▶ Data supplied:
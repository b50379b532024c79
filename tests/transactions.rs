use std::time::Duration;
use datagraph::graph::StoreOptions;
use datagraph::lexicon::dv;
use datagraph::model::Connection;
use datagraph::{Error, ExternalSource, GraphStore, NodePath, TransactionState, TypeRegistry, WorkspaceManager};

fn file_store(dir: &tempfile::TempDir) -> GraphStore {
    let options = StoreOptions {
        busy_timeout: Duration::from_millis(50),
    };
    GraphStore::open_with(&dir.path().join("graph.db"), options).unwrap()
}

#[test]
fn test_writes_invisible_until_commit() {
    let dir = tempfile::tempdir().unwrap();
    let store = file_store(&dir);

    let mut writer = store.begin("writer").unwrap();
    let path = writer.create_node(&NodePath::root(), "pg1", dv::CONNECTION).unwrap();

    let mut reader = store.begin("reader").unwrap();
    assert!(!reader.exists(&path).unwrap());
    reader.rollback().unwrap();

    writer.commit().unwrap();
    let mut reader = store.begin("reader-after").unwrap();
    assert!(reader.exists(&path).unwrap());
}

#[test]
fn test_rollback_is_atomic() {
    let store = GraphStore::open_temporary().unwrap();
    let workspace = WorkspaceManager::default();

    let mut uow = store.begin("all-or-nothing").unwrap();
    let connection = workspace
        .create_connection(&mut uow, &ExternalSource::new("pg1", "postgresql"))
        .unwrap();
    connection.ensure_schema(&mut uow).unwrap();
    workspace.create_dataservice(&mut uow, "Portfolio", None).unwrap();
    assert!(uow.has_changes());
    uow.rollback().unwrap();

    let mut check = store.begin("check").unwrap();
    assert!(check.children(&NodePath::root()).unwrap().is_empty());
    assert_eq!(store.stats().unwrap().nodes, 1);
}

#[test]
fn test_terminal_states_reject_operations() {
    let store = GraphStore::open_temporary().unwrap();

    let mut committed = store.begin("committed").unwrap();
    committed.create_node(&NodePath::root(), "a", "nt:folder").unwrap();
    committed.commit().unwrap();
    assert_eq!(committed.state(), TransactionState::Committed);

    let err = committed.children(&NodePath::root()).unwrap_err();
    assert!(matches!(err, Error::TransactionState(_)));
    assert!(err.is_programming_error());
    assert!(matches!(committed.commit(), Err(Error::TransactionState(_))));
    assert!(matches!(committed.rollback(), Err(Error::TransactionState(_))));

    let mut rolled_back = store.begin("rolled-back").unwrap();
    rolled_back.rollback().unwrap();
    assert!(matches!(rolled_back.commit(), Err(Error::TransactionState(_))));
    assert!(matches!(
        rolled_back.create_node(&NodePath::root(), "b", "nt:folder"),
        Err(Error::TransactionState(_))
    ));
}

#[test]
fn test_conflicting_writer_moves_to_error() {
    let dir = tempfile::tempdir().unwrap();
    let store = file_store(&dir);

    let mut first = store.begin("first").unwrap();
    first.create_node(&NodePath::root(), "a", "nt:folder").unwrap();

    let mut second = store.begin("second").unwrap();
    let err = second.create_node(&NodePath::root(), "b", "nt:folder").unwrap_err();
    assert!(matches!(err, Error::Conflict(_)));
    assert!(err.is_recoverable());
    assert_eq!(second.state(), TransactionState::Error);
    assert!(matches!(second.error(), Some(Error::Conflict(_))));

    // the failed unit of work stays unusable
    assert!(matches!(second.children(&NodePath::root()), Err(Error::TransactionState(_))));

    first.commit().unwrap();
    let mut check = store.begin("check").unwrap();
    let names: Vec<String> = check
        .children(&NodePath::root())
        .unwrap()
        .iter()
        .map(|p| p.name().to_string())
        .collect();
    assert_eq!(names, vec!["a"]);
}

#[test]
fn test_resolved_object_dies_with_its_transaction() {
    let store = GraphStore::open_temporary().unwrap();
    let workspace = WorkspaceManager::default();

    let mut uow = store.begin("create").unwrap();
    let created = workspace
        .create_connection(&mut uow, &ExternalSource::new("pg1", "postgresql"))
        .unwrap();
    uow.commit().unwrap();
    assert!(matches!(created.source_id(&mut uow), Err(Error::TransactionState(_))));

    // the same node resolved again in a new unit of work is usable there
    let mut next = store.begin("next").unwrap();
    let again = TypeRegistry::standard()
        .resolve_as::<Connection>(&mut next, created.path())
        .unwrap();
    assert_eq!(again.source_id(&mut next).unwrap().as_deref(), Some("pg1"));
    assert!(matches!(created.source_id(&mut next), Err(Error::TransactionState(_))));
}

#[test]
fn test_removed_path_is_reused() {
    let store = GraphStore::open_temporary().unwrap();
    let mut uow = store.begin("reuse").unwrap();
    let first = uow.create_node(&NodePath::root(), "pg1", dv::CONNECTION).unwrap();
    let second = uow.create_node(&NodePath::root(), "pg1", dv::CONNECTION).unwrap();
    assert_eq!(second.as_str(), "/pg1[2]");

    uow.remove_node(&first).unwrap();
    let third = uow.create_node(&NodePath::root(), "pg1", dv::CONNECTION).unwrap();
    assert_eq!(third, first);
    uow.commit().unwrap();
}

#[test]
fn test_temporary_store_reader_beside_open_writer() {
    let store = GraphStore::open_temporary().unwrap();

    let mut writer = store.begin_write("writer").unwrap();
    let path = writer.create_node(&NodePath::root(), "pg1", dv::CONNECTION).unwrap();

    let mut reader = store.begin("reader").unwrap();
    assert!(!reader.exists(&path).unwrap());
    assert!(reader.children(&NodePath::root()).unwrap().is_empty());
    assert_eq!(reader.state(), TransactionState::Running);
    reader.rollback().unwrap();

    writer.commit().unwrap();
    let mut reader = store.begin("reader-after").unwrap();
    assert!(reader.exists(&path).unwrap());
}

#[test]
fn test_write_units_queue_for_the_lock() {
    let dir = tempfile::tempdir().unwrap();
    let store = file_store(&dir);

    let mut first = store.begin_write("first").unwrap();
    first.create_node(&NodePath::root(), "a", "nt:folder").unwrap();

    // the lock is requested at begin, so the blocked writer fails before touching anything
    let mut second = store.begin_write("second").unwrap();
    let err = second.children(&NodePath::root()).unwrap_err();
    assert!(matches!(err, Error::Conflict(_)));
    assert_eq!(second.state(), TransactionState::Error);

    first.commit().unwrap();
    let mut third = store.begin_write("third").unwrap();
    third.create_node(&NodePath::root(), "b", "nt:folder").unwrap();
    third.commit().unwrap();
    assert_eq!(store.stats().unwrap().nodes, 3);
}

▶ Problem to solve: What is the number of lines in the listing above that contain the string "datagraph"? Give only the number.

▶ Answer to the problem: 4